:: REQUIRED ACTION ::
Report every line from the following entries that contains the string "Serialize".

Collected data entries

^^^^

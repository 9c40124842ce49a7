//! Deterministic simulation module
//!
//! Baking must be pure and deterministic:
//! - Seeded RNG only, one stream per track
//! - No wall-clock reads
//! - No rendering or platform dependencies

pub mod bake;
pub mod timeline;

pub use bake::{bake, sanitize, validate};
pub use timeline::{Segment, Timeline, TimelineIndex};
//! Score, combo and health bookkeeping

use serde::Serialize;

use super::judge::{Outcome, Tier};
use crate::Rgb;
use crate::tuning::ScoringTable;

/// Running totals for one track or a whole session
#[derive(Debug, Clone, PartialEq, Serialize)]
pub struct Scoreboard {
    pub score: u64,
    pub combo: u32,
    pub max_combo: u32,
    /// Always within [0, max_health]
    pub health: f32,
    pub max_health: f32,
}

impl Scoreboard {
    pub fn new(max_health: f32) -> Self {
        Self {
            score: 0,
            combo: 0,
            max_combo: 0,
            health: max_health,
            max_health,
        }
    }

    /// Fold one judgment into the totals
    pub fn apply(&mut self, outcome: &Outcome, table: &ScoringTable, sudden_death: bool) {
        match *outcome {
            Outcome::Hit { tier, .. } => {
                self.score += tier.points(table);
                self.combo += 1;
                self.max_combo = self.max_combo.max(self.combo);
                self.heal(tier.health(table));
            }
            Outcome::Miss { .. } => self.penalize(table.miss_penalty, sudden_death),
            Outcome::Extra => self.penalize(table.extra_input_penalty, sudden_death),
            Outcome::Ignored => {}
        }
    }

    fn heal(&mut self, amount: f32) {
        self.health = (self.health + amount).min(self.max_health);
    }

    fn penalize(&mut self, amount: f32, sudden_death: bool) {
        self.combo = 0;
        self.health = if sudden_death {
            0.0
        } else {
            (self.health - amount).max(0.0)
        };
    }

    /// Passive health loss (not a penalty; combo is kept)
    pub fn drain(&mut self, amount: f32) {
        self.health = (self.health - amount.max(0.0)).max(0.0);
    }

    pub fn is_depleted(&self) -> bool {
        self.health <= 0.0
    }

    pub fn health_fraction(&self) -> f32 {
        if self.max_health > 0.0 {
            (self.health / self.max_health).clamp(0.0, 1.0)
        } else {
            0.0
        }
    }

    /// Health bar color: red when low, yellow in the middle, green when healthy
    pub fn health_color(&self) -> Rgb {
        let pct = self.health_fraction();
        if pct < 0.2 {
            [255, 50, 50]
        } else if pct > 0.5 {
            [100, 255, 100]
        } else {
            [255, 255, 50]
        }
    }
}

impl Tier {
    pub fn points(&self, table: &ScoringTable) -> u64 {
        match self {
            Tier::Perfect => table.perfect_points,
            Tier::Good => table.good_points,
            Tier::Ok => table.ok_points,
        }
    }

    pub fn health(&self, table: &ScoringTable) -> f32 {
        match self {
            Tier::Perfect => table.perfect_health,
            Tier::Good => table.good_health,
            Tier::Ok => table.ok_health,
        }
    }
}
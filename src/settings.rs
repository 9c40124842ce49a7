//! Visual effect settings
//!
//! Passed by value into the stage at construction and never mutated while
//! playing. Serializable so a frontend can persist it however it likes.

use serde::{Deserialize, Serialize};

use crate::ConfigError;

/// Quality preset levels
#[derive(Debug, Clone, Copy, PartialEq, Eq, Serialize, Deserialize, Default)]
pub enum QualityPreset {
    Low,
    #[default]
    Medium,
    High,
}

impl QualityPreset {
    pub fn as_str(&self) -> &'static str {
        match self {
            QualityPreset::Low => "Low",
            QualityPreset::Medium => "Medium",
            QualityPreset::High => "High",
        }
    }

    pub fn parse(s: &str) -> Option<Self> {
        match s.to_lowercase().as_str() {
            "low" => Some(QualityPreset::Low),
            "medium" | "med" => Some(QualityPreset::Medium),
            "high" => Some(QualityPreset::High),
            _ => None,
        }
    }

    /// Maximum live particles per viewport for this preset
    pub fn max_particles(&self) -> usize {
        match self {
            QualityPreset::Low => 20,
            QualityPreset::Medium => 120,
            QualityPreset::High => 400,
        }
    }

    /// Trail length multiplier (1.0 = full)
    pub fn trail_quality(&self) -> f32 {
        match self {
            QualityPreset::Low => 0.25,
            QualityPreset::Medium => 0.6,
            QualityPreset::High => 1.0,
        }
    }
}

/// Effect toggles
#[derive(Debug, Clone, Copy, PartialEq, Eq, Serialize, Deserialize)]
#[serde(default)]
pub struct Settings {
    /// Graphics quality preset
    pub quality: QualityPreset,

    // === Visual Effects ===
    /// Screen shake on bounces
    pub screen_shake: bool,
    /// Bounce particle bursts
    pub particles: bool,
    /// Trail behind the moving square
    pub trails: bool,
    /// Glow pass on the square and active wall
    pub glow: bool,
    /// Background pulses with hit energy
    pub dynamic_background: bool,
    /// Camera leads the motion instead of centering on it
    pub cinema_camera: bool,

    // === HUD ===
    /// Judgment overlay (score, health, hints)
    pub ui: bool,

    // === Accessibility ===
    /// Reduced motion (no shake, no flashes)
    pub reduced_motion: bool,
}

impl Default for Settings {
    fn default() -> Self {
        Self {
            quality: QualityPreset::Medium,

            screen_shake: true,
            particles: true,
            trails: true,
            glow: true,
            dynamic_background: true,
            cinema_camera: true,

            ui: true,

            reduced_motion: false,
        }
    }
}

impl Settings {
    /// Create settings from a quality preset (applies preset defaults)
    pub fn from_preset(preset: QualityPreset) -> Self {
        let mut settings = Self::default();
        settings.apply_preset(preset);
        settings
    }

    /// Apply a quality preset (updates quality-dependent settings)
    pub fn apply_preset(&mut self, preset: QualityPreset) {
        self.quality = preset;

        // Low preset disables the costlier passes
        if preset == QualityPreset::Low {
            self.glow = false;
            self.dynamic_background = false;
        }
    }

    /// Everything off; only geometry and the square are drawn
    pub fn minimal() -> Self {
        Self {
            quality: QualityPreset::Low,
            screen_shake: false,
            particles: false,
            trails: false,
            glow: false,
            dynamic_background: false,
            cinema_camera: false,
            ui: false,
            reduced_motion: false,
        }
    }

    /// Effective screen shake (respects reduced_motion)
    pub fn effective_screen_shake(&self) -> bool {
        self.screen_shake && !self.reduced_motion
    }

    /// Effective wall flash (respects reduced_motion)
    pub fn effective_flash(&self) -> bool {
        !self.reduced_motion
    }

    /// Effective particle count cap
    pub fn max_particles(&self) -> usize {
        if !self.particles {
            0
        } else {
            self.quality.max_particles()
        }
    }

    /// Effective trail capacity for a base length
    pub fn trail_capacity(&self, base: usize) -> usize {
        if !self.trails {
            0
        } else {
            ((base as f32 * self.quality.trail_quality()).round() as usize).max(2)
        }
    }

    pub fn from_json(json: &str) -> Result<Self, ConfigError> {
        Ok(serde_json::from_str(json)?)
    }

    pub fn to_json(&self) -> Result<String, ConfigError> {
        Ok(serde_json::to_string(self)?)
    }
}

#[cfg(test)]
mod tests {
    use super::*;

    #[test]
    fn test_preset_parse() {
        assert_eq!(QualityPreset::parse("HIGH"), Some(QualityPreset::High));
        assert_eq!(QualityPreset::parse("med"), Some(QualityPreset::Medium));
        assert_eq!(QualityPreset::parse("ultra"), None);
    }

    #[test]
    fn test_low_preset_disables_costly_passes() {
        let s = Settings::from_preset(QualityPreset::Low);
        assert!(!s.glow);
        assert!(!s.dynamic_background);
        assert!(s.particles);
    }

    #[test]
    fn test_reduced_motion_suppresses_shake_and_flash() {
        let s = Settings {
            reduced_motion: true,
            ..Default::default()
        };
        assert!(!s.effective_screen_shake());
        assert!(!s.effective_flash());
    }

    #[test]
    fn test_disabled_effects_have_zero_capacity() {
        let s = Settings::minimal();
        assert_eq!(s.max_particles(), 0);
        assert_eq!(s.trail_capacity(24), 0);
    }

    #[test]
    fn test_partial_json_uses_defaults() {
        let s = Settings::from_json(r#"{ "trails": false, "quality": "High" }"#).unwrap();
        assert!(!s.trails);
        assert_eq!(s.quality, QualityPreset::High);
        assert!(s.screen_shake);
        assert_eq!(s.trail_capacity(24), 0);
        assert_eq!(s.max_particles(), 400);
    }
}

^^^^

:: SOLUTION FOR THIS TASK ::
use serde::Serialize;
#[derive(Debug, Clone, PartialEq, Serialize)]
use serde::{Deserialize, Serialize};
#[derive(Debug, Clone, Copy, PartialEq, Eq, Serialize, Deserialize, Default)]
#[derive(Debug, Clone, Copy, PartialEq, Eq, Serialize, Deserialize)]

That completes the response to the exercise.